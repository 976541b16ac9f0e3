//! Live update metrics.
//!
//! Atomic counters for connections, client traffic and fan-out deliveries.

use std::sync::atomic::{AtomicU64, Ordering};
use std::time::{Duration, Instant};

use serde::Serialize;

/// Metrics for the live update server.
#[derive(Debug)]
pub struct LiveMetrics {
    /// Total connections opened.
    connections_opened: AtomicU64,

    /// Total connections closed.
    connections_closed: AtomicU64,

    /// Total client frames received.
    messages_received: AtomicU64,

    /// Total frames written to clients.
    messages_sent: AtomicU64,

    /// Total protocol and transport errors.
    errors: AtomicU64,

    /// Total topic subscriptions.
    subscriptions: AtomicU64,

    /// Total topic unsubscriptions.
    unsubscriptions: AtomicU64,

    /// Notifications enqueued for a connection.
    notifications_delivered: AtomicU64,

    /// Comment updates enqueued for a connection.
    comment_updates_delivered: AtomicU64,

    /// Pushes dropped because the target queue was full or gone.
    delivery_failures: AtomicU64,

    /// Start time for uptime.
    start_time: Instant,
}

impl Default for LiveMetrics {
    fn default() -> Self {
        Self::new()
    }
}

impl LiveMetrics {
    /// Creates a new metrics instance.
    #[must_use]
    pub fn new() -> Self {
        Self {
            connections_opened: AtomicU64::new(0),
            connections_closed: AtomicU64::new(0),
            messages_received: AtomicU64::new(0),
            messages_sent: AtomicU64::new(0),
            errors: AtomicU64::new(0),
            subscriptions: AtomicU64::new(0),
            unsubscriptions: AtomicU64::new(0),
            notifications_delivered: AtomicU64::new(0),
            comment_updates_delivered: AtomicU64::new(0),
            delivery_failures: AtomicU64::new(0),
            start_time: Instant::now(),
        }
    }

    /// Records a connection opened.
    pub fn record_connection_opened(&self) {
        self.connections_opened.fetch_add(1, Ordering::Relaxed);
    }

    /// Records a connection closed.
    pub fn record_connection_closed(&self) {
        self.connections_closed.fetch_add(1, Ordering::Relaxed);
    }

    /// Records a client frame received.
    pub fn record_message_received(&self) {
        self.messages_received.fetch_add(1, Ordering::Relaxed);
    }

    /// Records a frame written to a client.
    pub fn record_message_sent(&self) {
        self.messages_sent.fetch_add(1, Ordering::Relaxed);
    }

    /// Records an error.
    pub fn record_error(&self) {
        self.errors.fetch_add(1, Ordering::Relaxed);
    }

    /// Records a subscription.
    pub fn record_subscription(&self) {
        self.subscriptions.fetch_add(1, Ordering::Relaxed);
    }

    /// Records an unsubscription.
    pub fn record_unsubscription(&self) {
        self.unsubscriptions.fetch_add(1, Ordering::Relaxed);
    }

    /// Records notifications enqueued.
    pub fn record_notifications_delivered(&self, count: u64) {
        self.notifications_delivered
            .fetch_add(count, Ordering::Relaxed);
    }

    /// Records comment updates enqueued.
    pub fn record_comment_updates_delivered(&self, count: u64) {
        self.comment_updates_delivered
            .fetch_add(count, Ordering::Relaxed);
    }

    /// Records dropped pushes.
    pub fn record_delivery_failures(&self, count: u64) {
        self.delivery_failures.fetch_add(count, Ordering::Relaxed);
    }

    /// Returns the total connections opened.
    #[must_use]
    pub fn connections_opened(&self) -> u64 {
        self.connections_opened.load(Ordering::Relaxed)
    }

    /// Returns the total connections closed.
    #[must_use]
    pub fn connections_closed(&self) -> u64 {
        self.connections_closed.load(Ordering::Relaxed)
    }

    /// Returns the current active connections.
    #[must_use]
    pub fn active_connections(&self) -> u64 {
        self.connections_opened()
            .saturating_sub(self.connections_closed())
    }

    /// Returns the total client frames received.
    #[must_use]
    pub fn messages_received(&self) -> u64 {
        self.messages_received.load(Ordering::Relaxed)
    }

    /// Returns the total frames written to clients.
    #[must_use]
    pub fn messages_sent(&self) -> u64 {
        self.messages_sent.load(Ordering::Relaxed)
    }

    /// Returns the total errors.
    #[must_use]
    pub fn errors(&self) -> u64 {
        self.errors.load(Ordering::Relaxed)
    }

    /// Returns the total subscriptions.
    #[must_use]
    pub fn subscriptions(&self) -> u64 {
        self.subscriptions.load(Ordering::Relaxed)
    }

    /// Returns the total unsubscriptions.
    #[must_use]
    pub fn unsubscriptions(&self) -> u64 {
        self.unsubscriptions.load(Ordering::Relaxed)
    }

    /// Returns the notifications enqueued.
    #[must_use]
    pub fn notifications_delivered(&self) -> u64 {
        self.notifications_delivered.load(Ordering::Relaxed)
    }

    /// Returns the comment updates enqueued.
    #[must_use]
    pub fn comment_updates_delivered(&self) -> u64 {
        self.comment_updates_delivered.load(Ordering::Relaxed)
    }

    /// Returns the dropped pushes.
    #[must_use]
    pub fn delivery_failures(&self) -> u64 {
        self.delivery_failures.load(Ordering::Relaxed)
    }

    /// Returns the uptime.
    #[must_use]
    pub fn uptime(&self) -> Duration {
        self.start_time.elapsed()
    }

    /// Returns a snapshot of all metrics.
    #[must_use]
    pub fn snapshot(&self) -> LiveMetricsSnapshot {
        LiveMetricsSnapshot {
            connections_opened: self.connections_opened(),
            connections_closed: self.connections_closed(),
            active_connections: self.active_connections(),
            messages_received: self.messages_received(),
            messages_sent: self.messages_sent(),
            errors: self.errors(),
            subscriptions: self.subscriptions(),
            unsubscriptions: self.unsubscriptions(),
            notifications_delivered: self.notifications_delivered(),
            comment_updates_delivered: self.comment_updates_delivered(),
            delivery_failures: self.delivery_failures(),
            uptime_secs: self.uptime().as_secs(),
        }
    }
}

/// A point-in-time snapshot of live update metrics.
#[derive(Debug, Clone, Serialize)]
pub struct LiveMetricsSnapshot {
    /// Total connections opened.
    pub connections_opened: u64,
    /// Total connections closed.
    pub connections_closed: u64,
    /// Active connections.
    pub active_connections: u64,
    /// Client frames received.
    pub messages_received: u64,
    /// Frames written to clients.
    pub messages_sent: u64,
    /// Errors.
    pub errors: u64,
    /// Subscriptions.
    pub subscriptions: u64,
    /// Unsubscriptions.
    pub unsubscriptions: u64,
    /// Notifications enqueued.
    pub notifications_delivered: u64,
    /// Comment updates enqueued.
    pub comment_updates_delivered: u64,
    /// Dropped pushes.
    pub delivery_failures: u64,
    /// Uptime in seconds.
    pub uptime_secs: u64,
}
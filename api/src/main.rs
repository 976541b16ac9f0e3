//! Aviary live update server binary.
//!
//! Entry point for the WebSocket server.

use aviary_api::{AppState, LiveHub, Server, ServerConfig};
use tracing_subscriber::{layer::SubscriberExt, util::SubscriberInitExt};

#[tokio::main]
async fn main() -> Result<(), Box<dyn std::error::Error>> {
    // Initialize tracing
    tracing_subscriber::registry()
        .with(
            tracing_subscriber::EnvFilter::try_from_default_env()
                .unwrap_or_else(|_| "info,aviary_api=debug".into()),
        )
        .with(tracing_subscriber::fmt::layer())
        .init();

    let config = ServerConfig::from_env()?;
    let state = AppState::new(LiveHub::new(config.outbound_buffer));

    tracing::info!(
        "Starting Aviary live server on {}:{} (outbound buffer {})",
        config.host,
        config.port,
        config.outbound_buffer
    );

    let server = Server::new(config, state);
    server.run().await?;

    Ok(())
}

____

Repeat each line above exactly as it stands.

repository 976541b16ac9f0e3
//! Live update metrics.
//!
//! Atomic counters for connections, client traffic and fan-out deliveries.

use std::sync::atomic::{AtomicU64, Ordering};
use std::time::{Duration, Instant};

use serde::Serialize;

/// Metrics for the live update server.
#[derive(Debug)]
pub struct LiveMetrics {
    /// Total connections opened.
    connections_opened: AtomicU64,

    /// Total connections closed.
    connections_closed: AtomicU64,

    /// Total client frames received.
    messages_received: AtomicU64,

    /// Total frames written to clients.
    messages_sent: AtomicU64,

    /// Total protocol and transport errors.
    errors: AtomicU64,

    /// Total topic subscriptions.
    subscriptions: AtomicU64,

    /// Total topic unsubscriptions.
    unsubscriptions: AtomicU64,

    /// Notifications enqueued for a connection.
    notifications_delivered: AtomicU64,

    /// Comment updates enqueued for a connection.
    comment_updates_delivered: AtomicU64,

    /// Pushes dropped because the target queue was full or gone.
    delivery_failures: AtomicU64,

    /// Start time for uptime.
    start_time: Instant,
}

impl Default for LiveMetrics {
    fn default() -> Self {
        Self::new()
    }
}

impl LiveMetrics {
    /// Creates a new metrics instance.
    #[must_use]
    pub fn new() -> Self {
        Self {
            connections_opened: AtomicU64::new(0),
            connections_closed: AtomicU64::new(0),
            messages_received: AtomicU64::new(0),
            messages_sent: AtomicU64::new(0),
            errors: AtomicU64::new(0),
            subscriptions: AtomicU64::new(0),
            unsubscriptions: AtomicU64::new(0),
            notifications_delivered: AtomicU64::new(0),
            comment_updates_delivered: AtomicU64::new(0),
            delivery_failures: AtomicU64::new(0),
            start_time: Instant::now(),
        }
    }

    /// Records a connection opened.
    pub fn record_connection_opened(&self) {
        self.connections_opened.fetch_add(1, Ordering::Relaxed);
    }

    /// Records a connection closed.
    pub fn record_connection_closed(&self) {
        self.connections_closed.fetch_add(1, Ordering::Relaxed);
    }

    /// Records a client frame received.
    pub fn record_message_received(&self) {
        self.messages_received.fetch_add(1, Ordering::Relaxed);
    }

    /// Records a frame written to a client.
    pub fn record_message_sent(&self) {
        self.messages_sent.fetch_add(1, Ordering::Relaxed);
    }

    /// Records an error.
    pub fn record_error(&self) {
        self.errors.fetch_add(1, Ordering::Relaxed);
    }

    /// Records a subscription.
    pub fn record_subscription(&self) {
        self.subscriptions.fetch_add(1, Ordering::Relaxed);
    }

    /// Records an unsubscription.
    pub fn record_unsubscription(&self) {
        self.unsubscriptions.fetch_add(1, Ordering::Relaxed);
    }

    /// Records notifications enqueued.
    pub fn record_notifications_delivered(&self, count: u64) {
        self.notifications_delivered
            .fetch_add(count, Ordering::Relaxed);
    }

    /// Records comment updates enqueued.
    pub fn record_comment_updates_delivered(&self, count: u64) {
        self.comment_updates_delivered
            .fetch_add(count, Ordering::Relaxed);
    }

    /// Records dropped pushes.
    pub fn record_delivery_failures(&self, count: u64) {
        self.delivery_failures.fetch_add(count, Ordering::Relaxed);
    }

    /// Returns the total connections opened.
    #[must_use]
    pub fn connections_opened(&self) -> u64 {
        self.connections_opened.load(Ordering::Relaxed)
    }

    /// Returns the total connections closed.
    #[must_use]
    pub fn connections_closed(&self) -> u64 {
        self.connections_closed.load(Ordering::Relaxed)
    }

    /// Returns the current active connections.
    #[must_use]
    pub fn active_connections(&self) -> u64 {
        self.connections_opened()
            .saturating_sub(self.connections_closed())
    }

    /// Returns the total client frames received.
    #[must_use]
    pub fn messages_received(&self) -> u64 {
        self.messages_received.load(Ordering::Relaxed)
    }

    /// Returns the total frames written to clients.
    #[must_use]
    pub fn messages_sent(&self) -> u64 {
        self.messages_sent.load(Ordering::Relaxed)
    }

    /// Returns the total errors.
    #[must_use]
    pub fn errors(&self) -> u64 {
        self.errors.load(Ordering::Relaxed)
    }

    /// Returns the total subscriptions.
    #[must_use]
    pub fn subscriptions(&self) -> u64 {
        self.subscriptions.load(Ordering::Relaxed)
    }

    /// Returns the total unsubscriptions.
    #[must_use]
    pub fn unsubscriptions(&self) -> u64 {
        self.unsubscriptions.load(Ordering::Relaxed)
    }

    /// Returns the notifications enqueued.
    #[must_use]
    pub fn notifications_delivered(&self) -> u64 {
        self.notifications_delivered.load(Ordering::Relaxed)
    }

    /// Returns the comment updates enqueued.
    #[must_use]
    pub fn comment_updates_delivered(&self) -> u64 {
        self.comment_updates_delivered.load(Ordering::Relaxed)
    }

    /// Returns the dropped pushes.
    #[must_use]
    pub fn delivery_failures(&self) -> u64 {
        self.delivery_failures.load(Ordering::Relaxed)
    }

    /// Returns the uptime.
    #[must_use]
    pub fn uptime(&self) -> Duration {
        self.start_time.elapsed()
    }

    /// Returns a snapshot of all metrics.
    #[must_use]
    pub fn snapshot(&self) -> LiveMetricsSnapshot {
        LiveMetricsSnapshot {
            connections_opened: self.connections_opened(),
            connections_closed: self.connections_closed(),
            active_connections: self.active_connections(),
            messages_received: self.messages_received(),
            messages_sent: self.messages_sent(),
            errors: self.errors(),
            subscriptions: self.subscriptions(),
            unsubscriptions: self.unsubscriptions(),
            notifications_delivered: self.notifications_delivered(),
            comment_updates_delivered: self.comment_updates_delivered(),
            delivery_failures: self.delivery_failures(),
            uptime_secs: self.uptime().as_secs(),
        }
    }
}

/// A point-in-time snapshot of live update metrics.
#[derive(Debug, Clone, Serialize)]
pub struct LiveMetricsSnapshot {
    /// Total connections opened.
    pub connections_opened: u64,
    /// Total connections closed.
    pub connections_closed: u64,
    /// Active connections.
    pub active_connections: u64,
    /// Client frames received.
    pub messages_received: u64,
    /// Frames written to clients.
    pub messages_sent: u64,
    /// Errors.
    pub errors: u64,
    /// Subscriptions.
    pub subscriptions: u64,
    /// Unsubscriptions.
    pub unsubscriptions: u64,
    /// Notifications enqueued.
    pub notifications_delivered: u64,
    /// Comment updates enqueued.
    pub comment_updates_delivered: u64,
    /// Dropped pushes.
    pub delivery_failures: u64,
    /// Uptime in seconds.
    pub uptime_secs: u64,
}
filename api/src/main.rs
repository 976541b16ac9f0e3
//! Aviary live update server binary.
//!
//! Entry point for the WebSocket server.

use aviary_api::{AppState, LiveHub, Server, ServerConfig};
use tracing_subscriber::{layer::SubscriberExt, util::SubscriberInitExt};

#[tokio::main]
async fn main() -> Result<(), Box<dyn std::error::Error>> {
    // Initialize tracing
    tracing_subscriber::registry()
        .with(
            tracing_subscriber::EnvFilter::try_from_default_env()
                .unwrap_or_else(|_| "info,aviary_api=debug".into()),
        )
        .with(tracing_subscriber::fmt::layer())
        .init();

    let config = ServerConfig::from_env()?;
    let state = AppState::new(LiveHub::new(config.outbound_buffer));

    tracing::info!(
        "Starting Aviary live server on {}:{} (outbound buffer {})",
        config.host,
        config.port,
        config.outbound_buffer
    );

    let server = Server::new(config, state);
    server.run().await?;

    Ok(())
}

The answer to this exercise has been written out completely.